Prof. Elisabetta Cherchi

DTU, Lyngby, Denmark

October 23, 2015, 12:15, Room GC C3 30 (click here for the map)

Measuring the effect of social conformity in individuals' preference for electric vehicles

According to Crutchfield (1955) individuals consciously or unconsciously tend to "yield to group pressures" and consequently to act in agreement to the majority position. Social conformity has been extensively studied in psychology with also several applications to transport problems. Field experiments are typically used to evaluate the impact of social influence on self-reported changes toward environmentally sustainable transport behaviours. In this research, we discuss various aspects of social conformity and present a stated preference experiment set up to measure their effect on individual preferences. The choice of electric cars is used as an illustrative example. In particular, we explicitly measure how individuals' preference change before and after they have received social information on other's experience about driving range, about the need to adapt the activity schedule and about the benefit of parking policies. The effect of descriptive norm and other-signalling concern are also measured as part of the stated preference experiment, while injunctive norms are measured with typical statements on a 7-point Likert scale.
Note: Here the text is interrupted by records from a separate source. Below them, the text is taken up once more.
//! Error types for the `fanout` crate.
//!
//! Follows the same layered pattern as the rest of the workspace: a root `Error`
//! struct carrying an `ErrorKind` tree and an optional source for chaining.

use std::error::Error as StdError;
use std::fmt;

pub type Result<T> = core::result::Result<T, Error>;

/// Top-level error type for the fan-out core.
#[derive(Debug)]
pub struct Error {
    pub source: Option<Box<dyn StdError + Send + Sync>>,
    pub error_kind: ErrorKind,
}

/// Major categories of errors raised by the core.
#[derive(Debug, PartialEq)]
pub enum ErrorKind {
    Codec(CodecErrorKind),
    Action(ActionErrorKind),
    Transport(TransportErrorKind),
}

/// Errors decoding inbound frames or encoding outbound payloads.
#[derive(Debug, PartialEq)]
pub enum CodecErrorKind {
    /// The frame is not a JSON object.
    Malformed,
    /// The frame has no string `action` field.
    MissingAction,
    Encode,
}

/// Errors raised while running an action handler.
#[derive(Debug, PartialEq)]
pub enum ActionErrorKind {
    Failed,
}

/// Errors reported by a `Transport` while delivering a frame.
#[derive(Debug, PartialEq)]
pub enum TransportErrorKind {
    /// The connection is no longer known to the transport.
    Closed,
    Send,
}

impl Error {
    /// Short, stable name of the error kind, used in log lines.
    pub fn kind_name(&self) -> &'static str {
        match &self.error_kind {
            ErrorKind::Codec(CodecErrorKind::Malformed) => "codec.malformed",
            ErrorKind::Codec(CodecErrorKind::MissingAction) => "codec.missing_action",
            ErrorKind::Codec(CodecErrorKind::Encode) => "codec.encode",
            ErrorKind::Action(ActionErrorKind::Failed) => "action.failed",
            ErrorKind::Transport(TransportErrorKind::Closed) => "transport.closed",
            ErrorKind::Transport(TransportErrorKind::Send) => "transport.send",
        }
    }
}

impl fmt::Display for Error {
    fn fmt(&self, f: &mut fmt::Formatter) -> fmt::Result {
        let detail = self
            .source
            .as_ref()
            .map(|e| e.to_string())
            .unwrap_or_else(|| "no further info available".to_string());
        match &self.error_kind {
            ErrorKind::Codec(kind) => write!(f, "Codec error: {:?} ({})", kind, detail),
            ErrorKind::Action(kind) => write!(f, "Action error: {:?} ({})", kind, detail),
            ErrorKind::Transport(kind) => write!(f, "Transport error: {:?} ({})", kind, detail),
        }
    }
}

impl StdError for Error {
    fn source(&self) -> Option<&(dyn StdError + 'static)> {
        self.source
            .as_ref()
            .map(|e| e.as_ref() as &(dyn StdError + 'static))
    }
}

impl From<serde_json::Error> for Error {
    fn from(err: serde_json::Error) -> Self {
        let error_kind = if err.is_data() || err.is_syntax() || err.is_eof() {
            ErrorKind::Codec(CodecErrorKind::Malformed)
        } else {
            ErrorKind::Codec(CodecErrorKind::Encode)
        };

        Error {
            source: Some(Box::new(err)),
            error_kind,
        }
    }
}

/// Helper function to create codec errors.
pub fn codec_error(kind: CodecErrorKind, message: &str) -> Error {
    Error {
        source: Some(message.to_string().into()),
        error_kind: ErrorKind::Codec(kind),
    }
}

/// Helper function for action handlers to report a failure.
pub fn handler_error(message: &str) -> Error {
    Error {
        source: Some(message.to_string().into()),
        error_kind: ErrorKind::Action(ActionErrorKind::Failed),
    }
}

/// Helper function to create transport errors.
pub fn transport_error(kind: TransportErrorKind, message: &str) -> Error {
    Error {
        source: Some(message.to_string().into()),
        error_kind: ErrorKind::Transport(kind),
    }
}
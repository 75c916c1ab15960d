use async_trait::async_trait;
use axum::extract::ws::{Message, WebSocket};
use dashmap::DashMap;
use fanout::error::{transport_error, Error, ErrorKind, Result, TransportErrorKind};
use fanout::{Connection, ConnectionId, Transport};
use futures::stream::SplitSink;
use futures::{Sink, SinkExt};
use log::*;
use std::error::Error as StdError;
use std::sync::Arc;
use tokio::sync::Mutex;

/// Write half of an upgraded socket.
pub type SocketSink = SplitSink<WebSocket, Message>;

/// `Transport` over the write halves of live WebSocket connections.
///
/// The read half of each socket stays with its connection task; the write half
/// is parked here so the dispatcher can reach it by connection id.
pub struct WsTransport<S = SocketSink> {
    sinks: DashMap<ConnectionId, Arc<Mutex<S>>>,
}

impl WsTransport {
    pub fn new() -> Self {
        Self::default()
    }
}

impl<S> WsTransport<S> {
    pub fn register(&self, id: ConnectionId, sink: S) {
        self.sinks.insert(id, Arc::new(Mutex::new(sink)));
    }

    pub fn unregister(&self, id: &ConnectionId) {
        if self.sinks.remove(id).is_none() {
            debug!("No socket registered for connection {id}");
        }
    }

    pub fn len(&self) -> usize {
        self.sinks.len()
    }

    pub fn is_empty(&self) -> bool {
        self.sinks.is_empty()
    }
}

impl<S> Default for WsTransport<S> {
    fn default() -> Self {
        Self {
            sinks: DashMap::new(),
        }
    }
}

#[async_trait]
impl<S> Transport for WsTransport<S>
where
    S: Sink<Message> + Unpin + Send + 'static,
    S::Error: StdError + Send + Sync + 'static,
{
    async fn send(&self, connection: &Connection, frame: &str) -> Result<()> {
        // Clone the handle out so the map shard is not held across the write.
        let sink = self
            .sinks
            .get(&connection.id())
            .map(|entry| Arc::clone(entry.value()))
            .ok_or_else(|| {
                transport_error(TransportErrorKind::Closed, "no open socket for connection")
            })?;

        let mut sink = sink.lock().await;
        sink.send(Message::Text(frame.into()))
            .await
            .map_err(|e| Error {
                source: Some(Box::new(e)),
                error_kind: ErrorKind::Transport(TransportErrorKind::Send),
            })
    }
}

#[cfg(test)]
mod tests {
    use super::*;
    use futures::channel::mpsc;
    use futures::StreamExt;
    use std::net::SocketAddr;

    type TestSink = mpsc::UnboundedSender<Message>;

    fn conn() -> Connection {
        Connection::new(SocketAddr::from(([127, 0, 0, 1], 4100)))
    }

    #[tokio::test]
    async fn test_send_writes_text_frame_to_registered_sink() {
        let transport: WsTransport<TestSink> = WsTransport::default();
        let c = conn();
        let (tx, mut rx) = mpsc::unbounded();
        transport.register(c.id(), tx);

        transport.send(&c, r#"{"action":"pong"}"#).await.unwrap();

        match rx.next().await {
            Some(Message::Text(text)) => assert_eq!(text.as_str(), r#"{"action":"pong"}"#),
            other => panic!("unexpected frame: {other:?}"),
        }
    }

    #[tokio::test]
    async fn test_send_to_unknown_connection_is_closed_error() {
        let transport: WsTransport<TestSink> = WsTransport::default();

        let err = transport.send(&conn(), "{}").await.unwrap_err();
        assert_eq!(
            err.error_kind,
            ErrorKind::Transport(TransportErrorKind::Closed)
        );
    }

    #[tokio::test]
    async fn test_send_to_dropped_socket_is_send_error() {
        let transport: WsTransport<TestSink> = WsTransport::default();
        let c = conn();
        let (tx, rx) = mpsc::unbounded();
        transport.register(c.id(), tx);
        drop(rx);

        let err = transport.send(&c, "{}").await.unwrap_err();
        assert_eq!(err.error_kind, ErrorKind::Transport(TransportErrorKind::Send));
    }

    #[test]
    fn test_unregister_removes_sink() {
        let transport: WsTransport<TestSink> = WsTransport::default();
        let c = conn();
        let (tx, _rx) = mpsc::unbounded();
        transport.register(c.id(), tx);
        assert_eq!(transport.len(), 1);

        transport.unregister(&c.id());
        transport.unregister(&c.id());
        assert!(transport.is_empty());
    }
}
use dashmap::DashMap;
use futures::FutureExt;
use log::*;
use std::panic::AssertUnwindSafe;
use std::sync::Arc;

use crate::action::{ActionHandler, ActionTable};
use crate::connection::{Connection, ConnectionId};
use crate::context::{Context, HOST_CONTEXT};
use crate::dispatch::DispatchQueue;
use crate::message::{self, Payload};
use crate::pattern::Pattern;
use crate::registry::{ContextRegistry, UnsubscribeMatching};

/// Where a connection is in its lifecycle.
#[derive(Debug, Clone, Copy, PartialEq, Eq)]
pub enum ConnectionState {
    /// Transport-level connect seen, no message yet.
    Connected,
    /// At least one well-formed message received.
    Active,
    /// Closed, or never known.
    Disconnected,
}

/// Behavioural switches for the manager.
#[derive(Debug, Clone, Copy, Default)]
pub struct ManagerOptions {
    pub unsubscribe_matching: UnsubscribeMatching,
    pub case_sensitive_actions: bool,
}

/// Reacts to connection lifecycle events and routes outbound messages.
///
/// The manager owns the context registry and the action table and feeds the
/// dispatch queue; the `Dispatcher` on the other end of that queue performs
/// the actual sends.
pub struct Manager {
    registry: Arc<ContextRegistry>,
    actions: ActionTable,
    queue: DispatchQueue,
    states: DashMap<ConnectionId, ConnectionState>,
}

impl Manager {
    pub fn new(queue: DispatchQueue) -> Self {
        Self::with_options(queue, ManagerOptions::default())
    }

    pub fn with_options(queue: DispatchQueue, options: ManagerOptions) -> Self {
        Self {
            registry: Arc::new(ContextRegistry::with_matching(
                options.unsubscribe_matching,
            )),
            actions: ActionTable::with_case_sensitivity(options.case_sensitive_actions),
            queue,
            states: DashMap::new(),
        }
    }

    pub fn registry(&self) -> &Arc<ContextRegistry> {
        &self.registry
    }

    pub fn state_of(&self, id: ConnectionId) -> ConnectionState {
        self.states
            .get(&id)
            .map(|state| *state)
            .unwrap_or(ConnectionState::Disconnected)
    }

    /// Registers a new connection and binds it to its remote host.
    pub fn on_connect(&self, connection: &Connection) {
        info!(
            "WebSocket connect from {}:{}",
            connection.host(),
            connection.port()
        );

        self.states
            .insert(connection.id(), ConnectionState::Connected);
        self.registry.track(connection);
        self.registry
            .subscribe(HOST_CONTEXT, &connection.host(), connection);
    }

    /// Purges every subscription held by the connection. Safe to call more
    /// than once.
    pub fn on_disconnect(&self, connection: &Connection, code: u16, reason: &str) {
        if self.states.remove(&connection.id()).is_none() {
            debug!(
                "Disconnect for {} which is not connected; purging anyway",
                connection.id()
            );
        } else {
            info!(
                "WebSocket disconnect from {}:{} (code {}, reason {:?})",
                connection.host(),
                connection.port(),
                code,
                reason
            );
        }

        self.registry.remove_connection(connection);
    }

    /// Decodes an inbound frame, runs its action handler and queues any
    /// response for the originating connection.
    ///
    /// Malformed frames, unknown actions and failing or panicking handlers are
    /// logged and dropped; none of them affect other connections.
    pub async fn on_message(&self, connection: &Connection, raw: &str) {
        debug!(
            "WebSocket message received from {}:{}: {:?}",
            connection.host(),
            connection.port(),
            raw
        );

        let inbound = match message::decode(raw) {
            Ok(inbound) => inbound,
            Err(e) => {
                warn!(
                    "Dropping message from {}:{} ({}): {}",
                    connection.host(),
                    connection.port(),
                    e.kind_name(),
                    e
                );
                return;
            }
        };

        if let Some(mut state) = self.states.get_mut(&connection.id()) {
            if *state == ConnectionState::Connected {
                *state = ConnectionState::Active;
            }
        }

        let Some(handler) = self.actions.lookup(&inbound.action) else {
            warn!(
                "Dropping message from {}:{}: unknown action {:?}",
                connection.host(),
                connection.port(),
                inbound.action
            );
            return;
        };

        let outcome = AssertUnwindSafe(handler.on_message(connection, &inbound.payload))
            .catch_unwind()
            .await;

        match outcome {
            Ok(Ok(Some(response))) => {
                self.send_to(connection, &response);
            }
            Ok(Ok(None)) => {}
            Ok(Err(e)) => {
                error!(
                    "Action {:?} failed with {} caused by {}:{}: {}",
                    inbound.action,
                    e.kind_name(),
                    connection.host(),
                    connection.port(),
                    e
                );
            }
            Err(_) => {
                error!(
                    "Action {:?} panicked while handling a message from {}:{}",
                    inbound.action,
                    connection.host(),
                    connection.port()
                );
            }
        }
    }

    pub fn register_action(&self, name: &str, handler: Arc<dyn ActionHandler>) {
        self.actions.register(name, handler);
    }

    pub fn register_actions(&self, names: &[&str], handler: Arc<dyn ActionHandler>) -> usize {
        self.actions.register_all(names, handler)
    }

    /// Binds `connection` to (context, value). Refused, returning false, once
    /// the connection has disconnected or if it never connected.
    pub fn subscribe(&self, context: Context, value: &str, connection: &Connection) -> bool {
        self.registry.subscribe(context, value, connection)
    }

    pub fn unsubscribe(&self, context: Context, value: &str, connection: &Connection) -> usize {
        self.registry.unsubscribe(context, value, connection)
    }

    /// Queues `payload` for every connected client. Returns the number of
    /// entries queued.
    pub fn dispatch(&self, payload: &Payload) -> usize {
        let Some(frame) = Self::encode(payload) else {
            return 0;
        };
        let connections = self.registry.all_connections();

        debug!("Queueing message for broadcast to {} connection(s)", connections.len());
        self.queue.enqueue_all(connections, frame)
    }

    /// Queues `payload` for every connection subscribed under `context` to a
    /// value matching `pattern`. Returns the number of entries queued.
    pub fn dispatch_to(&self, context: Context, pattern: &str, payload: &Payload) -> usize {
        let Some(frame) = Self::encode(payload) else {
            return 0;
        };
        let members = self.registry.members_of(context, &Pattern::new(pattern));

        debug!(
            "Queueing message for {}={:?} to {} connection(s)",
            context,
            pattern,
            members.len()
        );
        self.queue.enqueue_all(members, frame)
    }

    /// Queues `payload` for a single connection.
    pub fn send_to(&self, connection: &Connection, payload: &Payload) -> bool {
        match Self::encode(payload) {
            Some(frame) => self.queue.enqueue(connection.clone(), frame),
            None => false,
        }
    }

    fn encode(payload: &Payload) -> Option<Arc<str>> {
        match message::encode(payload) {
            Ok(json) => Some(Arc::from(json)),
            Err(e) => {
                error!("Failed to serialize outgoing message: {e}");
                None
            }
        }
    }
}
Results from the estimation of mixed logit model and hybrid choice models, clearly confirms that the experience (especially negative) of other people has a powerful effect on individual preferences for range and parking policies. Results also confirm that individuals' behaviour is affected by the image they want other people to have of them, making them "more honest" in their answers.

Bio

Elisabetta Cherchi is Associate Professor at the Department of Transport, Technical University of Denmark, where she is also Deputy Head of the Ph.D. school in Transport. She is Area Editor of Transportation, and member of the editorial board of Transportation Research part B, Journal of Choice Modelling and Transport Policy. She is also Secretary and Treasurer of the International Association for Travel Behaviour Research (IATBR). Her research interest is in data collection, in the behavioural background of demand modelling and in how to use and expand it to study emerging problems such as understanding what drives sustainable transport behaviour and how it can be promoted.